Ben stands over Riley, dripping. “I keep telling you to exercise more.”

“Exercise, as in cardio? Please. Blasphemy will not be tolerated in this family.”

Ellie spots her father. “Huppaa!”

It’s Ben’s turn to light up, shaky and tired as he still is. “That was almost my name!”

“Yeah right.” Riley sits up. He claps to catch Ellie’s attention. “I hope you saw the impressive swimming your uncle _Riley_ did. Riiill—”

The starfish socks him squarely in the stomach. “Hey!”

Abigail smirks at him. “What if I want her to say ‘Mom’ first?”

“The soft ‘o’ is phonetically more difficult to form wit her soft palate at this age,” Ben points out. “Not to mention the lip curl needed for an ‘m’ consonant.”

Abigail deflects the star that Riley throws back at her scowling face. Nobody buys it, especially with the way she’s still faintly crying. “Way to steal my fun.”

During all this, Sadusky has been baffled by the way Ellie stares up at him. He tickles her under the chin and this earns him a hiccuping giggle. Then, because she’s already got the meditative Gates genome, she looks between her parents, her uncle-brother, and this old agent who worries over them all late into the night with something calculating.

Her very first puzzle.

And something alights in those periwinkle eyes that can’t be stopped, a forest fire, a runaway train. Fortitude personified in a familiar, hybrid look.

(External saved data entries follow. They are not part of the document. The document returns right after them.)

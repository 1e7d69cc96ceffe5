//! Router call assembly
//!
//! Turns a quoted `Trade` into the method name, hex arguments, attached value
//! and ABI calldata for the 3Swap router. Nothing here touches the network.

use alloy_primitives::{Address, Bytes, U256};
use alloy_sol_types::{sol, SolCall};
use serde::{Deserialize, Serialize};
use tracing::debug;

use crate::constants::ChainId;
use crate::error::{Result, SdkError};
use crate::tokens::wrapped_native;
use crate::trade::Trade;
use crate::utils::{number_to_hex, validate_and_parse_address};

// ============================================
// SOLIDITY INTERFACES
// ============================================

sol! {
    /// 3Swap router entry points for two-input triad swaps
    interface I3SwapRouter {
        function swapExactETHForTokens(
            uint256 amountIn2,
            uint256 amountOutMin,
            address[] calldata path,
            address to,
            uint256 deadline
        ) external payable returns (uint256[] memory amounts);

        function swapExactTokensForETH(
            uint256 amountIn1,
            uint256 amountIn2,
            uint256 amountOutMin,
            address[] calldata path,
            address to,
            uint256 deadline
        ) external returns (uint256[] memory amounts);

        function swapExactTokensForTokens(
            uint256 amountIn1,
            uint256 amountIn2,
            uint256 amountOutMin,
            address[] calldata path,
            address to,
            uint256 deadline
        ) external returns (uint256[] memory amounts);
    }
}

// ============================================
// TYPES
// ============================================

/// Caller options for a swap
#[derive(Debug, Clone, Serialize, Deserialize)]
pub struct TradeOptions {
    /// Tolerated price movement in basis points
    pub slippage_bps: i64,
    /// Seconds from now until the transaction is invalid
    pub deadline_seconds: i64,
    /// Account receiving the swap output
    pub recipient: String,
}

#[derive(Debug, Clone, Copy, PartialEq, Eq)]
pub enum SwapMethod {
    ExactEthForTokens,
    ExactTokensForEth,
    ExactTokensForTokens,
}

impl SwapMethod {
    pub fn name(self) -> &'static str {
        match self {
            SwapMethod::ExactEthForTokens => "swapExactETHForTokens",
            SwapMethod::ExactTokensForEth => "swapExactTokensForETH",
            SwapMethod::ExactTokensForTokens => "swapExactTokensForTokens",
        }
    }
}

impl std::fmt::Display for SwapMethod {
    fn fmt(&self, f: &mut std::fmt::Formatter<'_>) -> std::fmt::Result {
        write!(f, "{}", self.name())
    }
}

/// A single hex value or the hex address path
#[derive(Debug, Clone, PartialEq, Eq, Serialize, Deserialize)]
#[serde(untagged)]
pub enum CallArg {
    Value(String),
    List(Vec<String>),
}

/// Payload for a transaction-submission layer
#[derive(Debug, Clone, PartialEq, Eq, Serialize, Deserialize)]
pub struct SwapCallParams {
    pub method_name: String,
    /// Arguments in call order, all hex-encoded
    pub args: Vec<CallArg>,
    /// Native currency to attach, in hex wei
    pub value: String,
    /// ABI-encoded call for `method_name(args)`
    pub calldata: Bytes,
}

// ============================================
// ROUTER
// ============================================

pub struct Router;

impl Router {
    /// Build swap call parameters with a deadline relative to the current time
    pub fn swap_call_parameters(trade: &Trade, chain_id: ChainId, options: &TradeOptions) -> Result<SwapCallParams> {
        Self::swap_call_parameters_at(trade, chain_id, options, chrono::Utc::now().timestamp())
    }

    /// Build swap call parameters with the deadline counted from `now_unix`
    pub fn swap_call_parameters_at(
        trade: &Trade,
        chain_id: ChainId,
        options: &TradeOptions,
        now_unix: i64,
    ) -> Result<SwapCallParams> {
        let path = trade.path();

        for token in path {
            if token.chain_id() != chain_id {
                return Err(SdkError::ChainMismatch {
                    left: chain_id.id(),
                    right: token.chain_id().id(),
                });
            }
        }
        for (i, j) in [(0, 1), (1, 2), (0, 2)] {
            if path[i] == path[j] {
                return Err(SdkError::IdenticalToken(path[i].address()));
            }
        }
        if options.deadline_seconds <= 0 {
            return Err(SdkError::InvalidDeadline(options.deadline_seconds));
        }

        let wrapped = wrapped_native(chain_id).ok_or(SdkError::UnsupportedChain(chain_id.id()))?;
        let to = validate_and_parse_address(&options.recipient)?;

        let [amount_in1, amount_in2] = trade.max_amounts_in(options.slippage_bps)?;
        let amount_out = trade.min_amount_out(options.slippage_bps)?;

        let deadline = now_unix
            .checked_add(options.deadline_seconds)
            .and_then(|d| u64::try_from(d).ok())
            .ok_or(SdkError::InvalidDeadline(options.deadline_seconds))?;

        let ether_in = *path[0] == wrapped || *path[1] == wrapped;
        let ether_out = *path[2] == wrapped;
        if ether_in && *path[0] != wrapped {
            return Err(SdkError::InvalidPath(format!(
                "{} input must be the first path entry",
                wrapped.symbol()
            )));
        }

        let method = if ether_in {
            SwapMethod::ExactEthForTokens
        } else if ether_out {
            SwapMethod::ExactTokensForEth
        } else {
            SwapMethod::ExactTokensForTokens
        };

        let path_addresses: Vec<Address> = path.iter().map(|t| t.address()).collect();
        let path_arg = CallArg::List(path_addresses.iter().map(|a| a.to_checksum(None)).collect());
        let to_arg = CallArg::Value(to.to_checksum(None));
        let deadline_arg = CallArg::Value(number_to_hex(deadline));
        let deadline_u256 = U256::from(deadline);

        let (args, value, calldata) = match method {
            SwapMethod::ExactEthForTokens => {
                let call = I3SwapRouter::swapExactETHForTokensCall {
                    amountIn2: amount_in2.raw(),
                    amountOutMin: amount_out.raw(),
                    path: path_addresses,
                    to,
                    deadline: deadline_u256,
                };
                (
                    vec![
                        CallArg::Value(amount_in2.to_hex()),
                        CallArg::Value(amount_out.to_hex()),
                        path_arg,
                        to_arg,
                        deadline_arg,
                    ],
                    amount_in1.to_hex(),
                    call.abi_encode(),
                )
            }
            SwapMethod::ExactTokensForEth | SwapMethod::ExactTokensForTokens => {
                let calldata = if method == SwapMethod::ExactTokensForEth {
                    I3SwapRouter::swapExactTokensForETHCall {
                        amountIn1: amount_in1.raw(),
                        amountIn2: amount_in2.raw(),
                        amountOutMin: amount_out.raw(),
                        path: path_addresses,
                        to,
                        deadline: deadline_u256,
                    }
                    .abi_encode()
                } else {
                    I3SwapRouter::swapExactTokensForTokensCall {
                        amountIn1: amount_in1.raw(),
                        amountIn2: amount_in2.raw(),
                        amountOutMin: amount_out.raw(),
                        path: path_addresses,
                        to,
                        deadline: deadline_u256,
                    }
                    .abi_encode()
                };
                (
                    vec![
                        CallArg::Value(amount_in1.to_hex()),
                        CallArg::Value(amount_in2.to_hex()),
                        CallArg::Value(amount_out.to_hex()),
                        path_arg,
                        to_arg,
                        deadline_arg,
                    ],
                    "0x0".to_string(),
                    calldata,
                )
            }
        };

        debug!(
            "Router: {} on {} ({} -> {}), value {}",
            method,
            chain_id,
            trade.trade_type(),
            path.iter().map(|t| t.symbol()).collect::<Vec<_>>().join(" + "),
            value
        );

        Ok(SwapCallParams {
            method_name: method.name().to_string(),
            args,
            value,
            calldata: Bytes::from(calldata),
        })
    }
}

// ============================================
// TESTS
// ============================================
//! Token definitions
//!
//! A `Token` is a chain-scoped asset identity. Equality and hashing only look
//! at `(chain_id, address)`; name, symbol and decimals are metadata.

use alloy_primitives::{address, Address};
use serde::{Deserialize, Serialize};
use std::hash::{Hash, Hasher};

use crate::constants::ChainId;
use crate::error::{Result, SdkError};

/// An ERC-20 token on a specific chain
#[derive(Debug, Clone, Serialize, Deserialize)]
pub struct Token {
    address: Address,
    chain_id: ChainId,
    decimals: u8,
    name: String,
    symbol: String,
}

impl Token {
    pub fn new(
        address: Address,
        chain_id: ChainId,
        decimals: u8,
        name: impl Into<String>,
        symbol: impl Into<String>,
    ) -> Self {
        Self {
            address,
            chain_id,
            decimals,
            name: name.into(),
            symbol: symbol.into(),
        }
    }

    pub fn address(&self) -> Address {
        self.address
    }

    pub fn chain_id(&self) -> ChainId {
        self.chain_id
    }

    pub fn decimals(&self) -> u8 {
        self.decimals
    }

    pub fn name(&self) -> &str {
        &self.name
    }

    pub fn symbol(&self) -> &str {
        &self.symbol
    }

    /// Canonical order between two tokens of the same chain.
    ///
    /// Addresses are compared as 20-byte values, which is the same order as
    /// comparing their lowercase hex strings.
    pub fn sorts_before(&self, other: &Token) -> Result<bool> {
        if self.chain_id != other.chain_id {
            return Err(SdkError::ChainMismatch {
                left: self.chain_id.id(),
                right: other.chain_id.id(),
            });
        }
        if self.address == other.address {
            return Err(SdkError::IdenticalToken(self.address));
        }
        Ok(self.address < other.address)
    }

    /// Whether this is the wrapped native currency of its chain
    pub fn is_wrapped_native(&self) -> bool {
        wrapped_native(self.chain_id).is_some_and(|w| w == *self)
    }
}

impl PartialEq for Token {
    fn eq(&self, other: &Self) -> bool {
        self.chain_id == other.chain_id && self.address == other.address
    }
}

impl Eq for Token {}

impl Hash for Token {
    fn hash<H: Hasher>(&self, state: &mut H) {
        self.chain_id.hash(state);
        self.address.hash(state);
    }
}

impl std::fmt::Display for Token {
    fn fmt(&self, f: &mut std::fmt::Formatter<'_>) -> std::fmt::Result {
        write!(f, "{} ({})", self.symbol, self.address)
    }
}

// ============================================
// WRAPPED NATIVE TOKENS
// ============================================

/// Wrapped native currency per chain. Telos has no deployment.
pub fn wrapped_native(chain_id: ChainId) -> Option<Token> {
    let (addr, name, symbol) = match chain_id {
        ChainId::BinanceTestnet => (
            address!("EB23ab7CFf701BB4180C519BCD5FB85d6C30cD94"),
            "Wrapped Binance Coin",
            "WBNB",
        ),
        ChainId::Ropsten => (
            address!("ec5A20480c49B9286388F72f1AA95aF0D2525c94"),
            "Wrapped Ether",
            "WETH",
        ),
        ChainId::FantomTestnet => (
            address!("C481263897F96B4781219EDF5cfAa95ec49c200c"),
            "Wrapped Fantom",
            "WFTM",
        ),
        ChainId::AvalancheTestnet => (
            address!("C481263897F96B4781219EDF5cfAa95ec49c200c"),
            "Wrapped Avalanche Coin",
            "WAVAX",
        ),
        ChainId::MaticTestnet => (
            address!("C481263897F96B4781219EDF5cfAa95ec49c200c"),
            "Wrapped Matic",
            "WMATIC",
        ),
        ChainId::TelosTestnet => return None,
    };

    Some(Token::new(addr, chain_id, 18, name, symbol))
}

/// All wrapped native tokens with a deployment
pub fn all_wrapped_natives() -> Vec<Token> {
    ChainId::ALL.into_iter().filter_map(wrapped_native).collect()
}
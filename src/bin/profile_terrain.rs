//! Profiling tool to identify performance bottlenecks

use std::time::Instant;

use terrain_generator::{
    mesh, noise,
    erosion::ErosionParams,
    params::TerrainParams,
    seeds::{octave_seed, TerrainSeeds},
    terrain::Terrain,
};

fn main() {
    let width = 512;
    let height = 512;
    let seed = 1337u64;
    let drops = 10_000u32;

    println!("=== Performance Profiling ===");
    println!("Map size: {}x{} ({} cells)", width, height, width * height);
    println!();

    let params = TerrainParams {
        width,
        height,
        ..TerrainParams::default()
    };
    let seeds = TerrainSeeds::from_master(seed);

    // Profile each octave on its own, single threaded
    let plan = noise::octave_plan(width, height, params.min_detail);
    let mut octave_total = std::time::Duration::ZERO;
    for &(octave, detail) in &plan {
        let start = Instant::now();
        let grid = noise::generate_octave(width, height, detail, octave_seed(seeds.noise, octave));
        let elapsed = start.elapsed();
        octave_total += elapsed;
        println!(
            "Octave {} (detail {:>3}): {:?} (range {:.3} to {:.3})",
            octave,
            detail,
            elapsed,
            grid.minimum(),
            grid.maximum()
        );
    }
    println!("Serial octave total: {:?}", octave_total);
    println!();

    // Profile the full parallel synthesis
    let start = Instant::now();
    let mut terrain = Terrain::generate(params, ErosionParams::default(), seed);
    let synthesis_time = start.elapsed();
    println!("Parallel synthesis: {:?}", synthesis_time);

    // Profile mesh production
    let start = Instant::now();
    let vertices = mesh::vertices(&terrain);
    let indices = mesh::indices(terrain.width(), terrain.height());
    let mesh_time = start.elapsed();
    println!(
        "Mesh production: {:?} ({} vertices, {} triangles)",
        mesh_time,
        vertices.len(),
        indices.len() / 3
    );

    // Profile erosion (the big one)
    println!("\nErosion parameters:");
    println!("  Erosion rate: {}", terrain.erosion_params().erosion_rate);
    println!(
        "  Deposition rate: {}",
        terrain.erosion_params().deposition_rate
    );
    println!("  Step budget: {}", terrain.erosion_params().max_steps);
    println!();

    let start = Instant::now();
    let stats = terrain.erode(drops);
    let erosion_time = start.elapsed();
    println!("Total erosion simulation: {:?}", erosion_time);
    println!(
        "  {:.0} drops/s",
        drops as f64 / erosion_time.as_secs_f64()
    );
    println!("  Eroded: {:.3} units", stats.total_eroded);
    println!("  Deposited: {:.3} units", stats.total_deposited);

    // Summary
    let total = synthesis_time + mesh_time + erosion_time;
    println!("\n=== Summary ===");
    println!("Synthesis: {:>8.2}% ({:?})", 100.0 * synthesis_time.as_secs_f64() / total.as_secs_f64(), synthesis_time);
    println!("Mesh:      {:>8.2}% ({:?})", 100.0 * mesh_time.as_secs_f64() / total.as_secs_f64(), mesh_time);
    println!("Erosion:   {:>8.2}% ({:?})", 100.0 * erosion_time.as_secs_f64() / total.as_secs_f64(), erosion_time);
    println!("─────────────────────────────────");
    println!("TOTAL:     {:>8}  {:?}", "100%", total);
}
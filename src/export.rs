//! PNG export of the height field and its derived maps.

use glam::DVec3;
use image::{GrayImage, ImageBuffer, Rgb, RgbImage};

use crate::terrain::Terrain;

/// Write the height field as an 8-bit grayscale PNG.
///
/// Heights map linearly from `[min, max]` onto `[0, 255]`; a flat field
/// writes solid mid-gray.
pub fn export_heightmap(terrain: &Terrain, path: &str) -> Result<(), image::ImageError> {
    let range = terrain.max_height() - terrain.min_height();
    let mut img: GrayImage =
        ImageBuffer::new(terrain.width() as u32, terrain.height() as u32);

    for y in 0..terrain.height() {
        for x in 0..terrain.width() {
            let shade = if range > 0.0 {
                ((terrain.height_at(x, y) - terrain.min_height()) / range * 255.0) as u8
            } else {
                128
            };
            img.put_pixel(x as u32, y as u32, image::Luma([shade]));
        }
    }

    img.save(path)
}

/// Write the surface normals as an RGB PNG.
///
/// The x and y components map from `[-1, 1]` onto the red and green
/// channels; z keeps its raw `[0, 1]` range in blue. Degenerate NaN
/// normals encode as the straight-up color.
pub fn export_normal_map(
    terrain: &Terrain,
    path: &str,
    amplification: f64,
) -> Result<(), image::ImageError> {
    let mut img: RgbImage =
        ImageBuffer::new(terrain.width() as u32, terrain.height() as u32);

    for y in 0..terrain.height() {
        for x in 0..terrain.width() {
            let normal = terrain.normal_at(x, y, amplification);
            let normal = if normal.is_nan() { DVec3::Z } else { normal };

            let r = ((1.0 + normal.x) / 2.0 * 255.0) as u8;
            let g = ((1.0 + normal.y) / 2.0 * 255.0) as u8;
            let b = (normal.z * 255.0) as u8;
            img.put_pixel(x as u32, y as u32, Rgb([r, g, b]));
        }
    }

    img.save(path)
}

/// Write a hillshaded relief PNG.
///
/// Lambert shading under a fixed light from the northwest, with a small
/// ambient floor so unlit slopes stay readable.
pub fn export_shaded(
    terrain: &Terrain,
    path: &str,
    amplification: f64,
) -> Result<(), image::ImageError> {
    let light_dir = DVec3::new(-1.0, -1.0, 2.0).normalize();
    let ambient = 0.4;

    let mut img: GrayImage =
        ImageBuffer::new(terrain.width() as u32, terrain.height() as u32);

    for y in 0..terrain.height() {
        for x in 0..terrain.width() {
            let normal = terrain.normal_at(x, y, amplification);
            let normal = if normal.is_nan() { DVec3::Z } else { normal };

            let diffuse = normal.dot(light_dir).max(0.0);
            let shade = ambient + (1.0 - ambient) * diffuse;
            img.put_pixel(
                x as u32,
                y as u32,
                image::Luma([(shade * 255.0).clamp(0.0, 255.0) as u8]),
            );
        }
    }

    img.save(path)
}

Ellie breaks into a huge smile and opens her mouth wide—

“ ‘Appy!” She shrieks. “H…appy!”

The other three halt a petty, half baked scientific argument to stare at their child. Ellie can’t seem to stop laughing and their shocked expressions only fuel her mirth, like she’s just pulled her very own trick.

In a way, she has.

For some esoteric reason, the trio looks to Peter for help. He shrugs. “Nobody said her first word had to be a name.”

Ellie seconds this with a squirm of delight. “Happy! ‘Appy ‘appy ‘appy!”

It’s probably just a random vocalization, not really a word, but she’s imitating the sounds Abigail and Ben have taught her, including ‘sad’ and ‘happy.’ Certainly her enjoyment is very real.

Riley is the first to crack, his lips quivering and then he’s off giggling too, which keeps Ellie going in a vicious cycle.

The ash behind Peter’s eyes returns with a vengeance, scalding up through his sinuses and cauterizing all the unstable pieces clattering around inside his throat. This time, instead of tears, the love surges up into a breathless peace. He isn't sure he's breathed this freely since before Katherine died.

He pulls Ellie into his own lap, pressing a kiss over her forehead. “Me too, Ellie. Me too.”